What the exercise asks: Please count the lines in this listing that include the string "impl", and give only the number.

*** Excerpted records Section Begins ***

//! Role configuration types.
//!
//! [`Nf1Config`] and [`Nf2Config`] mirror the `config/nf.json` files of the
//! two roles. The endpoint keys keep their historical spelling; the optional
//! sections from [`crate::schema`] use camelCase.

use serde::de::DeserializeOwned;
use serde::{Deserialize, Serialize};

use crate::schema::{validate_endpoint, validate_remote_root};
use crate::{
    ConfigError, HandshakeSettings, PeerSettings, RelaySettings, ServerSettings,
    TelemetrySettings,
};

/// Callback path used when `nfNotificationResUriPath` is absent or empty.
pub const DEFAULT_CALLBACK_PATH: &str = "/nf1";

/// Behaviour shared by the role configurations so one loader serves both.
pub trait NfConfig: DeserializeOwned + Default {
    /// Role name used in logs.
    const ROLE: &'static str;

    /// Prefix of the environment overrides, e.g. `NF1`.
    const ENV_PREFIX: &'static str;

    /// Validates the fully layered configuration.
    fn validate(&self) -> Result<(), ConfigError>;

    /// Applies one environment override. `path` holds the upper-case key
    /// segments after the prefix; unknown paths are ignored.
    fn apply_env_var(&mut self, path: &[&str], value: &str, var: &str)
        -> Result<(), ConfigError>;

    /// Logs the loaded configuration once at startup.
    fn log_summary(&self);

    /// Listener limits.
    fn server(&self) -> &ServerSettings;

    /// Logging and metrics settings.
    fn telemetry(&self) -> &TelemetrySettings;
}

/// Listen addresses of the NF1 role.
#[derive(Debug, Clone, Default, Serialize, Deserialize, PartialEq, Eq)]
pub struct HttpConfig {
    /// Address of the `/api` listener.
    #[serde(default)]
    pub apiendpoint: String,

    /// Address of the callback listener.
    #[serde(default)]
    pub nfendpoint: String,
}

/// Configuration of the NF1 role (API frontend and callback endpoint).
///
/// # Example
///
/// ```
/// use nfsim_config::{ConfigLoader, Nf1Config};
///
/// let json = r#"{
///     "remotenfapiroot": "http://localhost:8083/nf2",
///     "localapirootprefix": "http://",
///     "HTTPConfig": { "apiendpoint": ":8081", "nfendpoint": "localhost:8082" }
/// }"#;
///
/// let config = ConfigLoader::<Nf1Config>::new()
///     .with_string(json, "json")
///     .unwrap()
///     .load()
///     .unwrap();
///
/// assert_eq!(config.callback_path(), "/nf1");
/// assert_eq!(config.callback_location(), "http://localhost:8082/nf1");
/// ```
#[derive(Debug, Clone, Default, Serialize, Deserialize, PartialEq, Eq)]
pub struct Nf1Config {
    /// Full URL the handshake notification is posted to.
    #[serde(rename = "remotenfapiroot", default)]
    pub remote_nf_api_root: String,

    /// Prefix prepended to the callback endpoint to build the callback URL.
    #[serde(rename = "localapirootprefix", default)]
    pub local_api_root_prefix: String,

    /// Path of the callback route.
    #[serde(rename = "nfNotificationResUriPath", default)]
    pub notification_res_uri_path: String,

    /// Listen addresses.
    #[serde(
        rename = "HTTPConfig",
        alias = "httpConfig",
        alias = "httpconfig",
        default
    )]
    pub http: HttpConfig,

    /// Callback wait settings.
    #[serde(default)]
    pub handshake: HandshakeSettings,

    /// Outbound client settings.
    #[serde(default)]
    pub peer: PeerSettings,

    /// Listener limits.
    #[serde(default)]
    pub server: ServerSettings,

    /// Logging and metrics settings.
    #[serde(default)]
    pub telemetry: TelemetrySettings,
}

impl Nf1Config {
    /// Returns the callback route, falling back to `/nf1`.
    pub fn callback_path(&self) -> &str {
        if self.notification_res_uri_path.is_empty() {
            DEFAULT_CALLBACK_PATH
        } else {
            &self.notification_res_uri_path
        }
    }

    /// Returns the URL the peer should call back.
    pub fn callback_location(&self) -> String {
        format!(
            "{}{}{}",
            self.local_api_root_prefix,
            self.http.nfendpoint,
            self.callback_path()
        )
    }
}

impl NfConfig for Nf1Config {
    const ROLE: &'static str = "nf1";
    const ENV_PREFIX: &'static str = "NF1";

    fn validate(&self) -> Result<(), ConfigError> {
        validate_endpoint("HTTPConfig.apiendpoint", &self.http.apiendpoint)?;
        validate_endpoint("HTTPConfig.nfendpoint", &self.http.nfendpoint)?;
        validate_remote_root("remotenfapiroot", &self.remote_nf_api_root)?;

        if !self.notification_res_uri_path.is_empty()
            && !self.notification_res_uri_path.starts_with('/')
        {
            return Err(ConfigError::invalid_value(
                "nfNotificationResUriPath",
                "must start with '/'",
            ));
        }

        self.peer.validate()?;
        self.server.validate()
    }

    fn apply_env_var(
        &mut self,
        path: &[&str],
        value: &str,
        var: &str,
    ) -> Result<(), ConfigError> {
        match path {
            ["REMOTENFAPIROOT"] => self.remote_nf_api_root = value.to_string(),
            ["LOCALAPIROOTPREFIX"] => self.local_api_root_prefix = value.to_string(),
            ["NFNOTIFICATIONRESURIPATH"] => self.notification_res_uri_path = value.to_string(),
            ["HTTPCONFIG", "APIENDPOINT"] => self.http.apiendpoint = value.to_string(),
            ["HTTPCONFIG", "NFENDPOINT"] => self.http.nfendpoint = value.to_string(),
            ["HANDSHAKE", field] => self.handshake.apply_env(field, value, var)?,
            ["PEER", field] => self.peer.apply_env(field, value, var)?,
            ["SERVER", field] => self.server.apply_env(field, value, var)?,
            ["TELEMETRY", field] => self.telemetry.apply_env(field, value, var)?,
            _ => {}
        }
        Ok(())
    }

    fn log_summary(&self) {
        tracing::info!(
            role = Self::ROLE,
            remote_api = %self.remote_nf_api_root,
            local_api_root_prefix = %self.local_api_root_prefix,
            api_endpoint = %self.http.apiendpoint,
            nf_endpoint = %self.http.nfendpoint,
            callback_path = %self.callback_path(),
            callback_timeout_secs = self.handshake.callback_timeout_secs,
            fail_fast_on_peer_error = self.handshake.fail_fast_on_peer_error,
            "NF configuration loaded"
        );
    }

    fn server(&self) -> &ServerSettings {
        &self.server
    }

    fn telemetry(&self) -> &TelemetrySettings {
        &self.telemetry
    }
}

/// Configuration of the NF2 role (delayed relay).
#[derive(Debug, Clone, Default, Serialize, Deserialize, PartialEq, Eq)]
pub struct Nf2Config {
    /// Address of the relay listener.
    #[serde(default)]
    pub nfendpoint: String,

    /// Prefix prepended to the endpoint to build the reply location.
    #[serde(rename = "localapirootprefix", default)]
    pub local_api_root_prefix: String,

    /// Relay delay settings.
    #[serde(default)]
    pub relay: RelaySettings,

    /// Outbound client settings.
    #[serde(default)]
    pub peer: PeerSettings,

    /// Listener limits.
    #[serde(default)]
    pub server: ServerSettings,

    /// Logging and metrics settings.
    #[serde(default)]
    pub telemetry: TelemetrySettings,
}

impl Nf2Config {
    /// Path of the relay route.
    pub const RELAY_PATH: &'static str = "/nf2";

    /// Returns the location advertised in relay replies.
    pub fn reply_location(&self) -> String {
        format!(
            "{}{}{}",
            self.local_api_root_prefix,
            self.nfendpoint,
            Self::RELAY_PATH
        )
    }
}

impl NfConfig for Nf2Config {
    const ROLE: &'static str = "nf2";
    const ENV_PREFIX: &'static str = "NF2";

    fn validate(&self) -> Result<(), ConfigError> {
        validate_endpoint("nfendpoint", &self.nfendpoint)?;
        self.peer.validate()?;
        self.server.validate()
    }

    fn apply_env_var(
        &mut self,
        path: &[&str],
        value: &str,
        var: &str,
    ) -> Result<(), ConfigError> {
        match path {
            ["NFENDPOINT"] => self.nfendpoint = value.to_string(),
            ["LOCALAPIROOTPREFIX"] => self.local_api_root_prefix = value.to_string(),
            ["RELAY", field] => self.relay.apply_env(field, value, var)?,
            ["PEER", field] => self.peer.apply_env(field, value, var)?,
            ["SERVER", field] => self.server.apply_env(field, value, var)?,
            ["TELEMETRY", field] => self.telemetry.apply_env(field, value, var)?,
            _ => {}
        }
        Ok(())
    }

    fn log_summary(&self) {
        tracing::info!(
            role = Self::ROLE,
            local_api_root_prefix = %self.local_api_root_prefix,
            nf_endpoint = %self.nfendpoint,
            relay_delay_ms = self.relay.delay_ms,
            "NF configuration loaded"
        );
    }

    fn server(&self) -> &ServerSettings {
        &self.server
    }

    fn telemetry(&self) -> &TelemetrySettings {
        &self.telemetry
    }
}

*** Excerpted records Section Ends ***

Response area: 4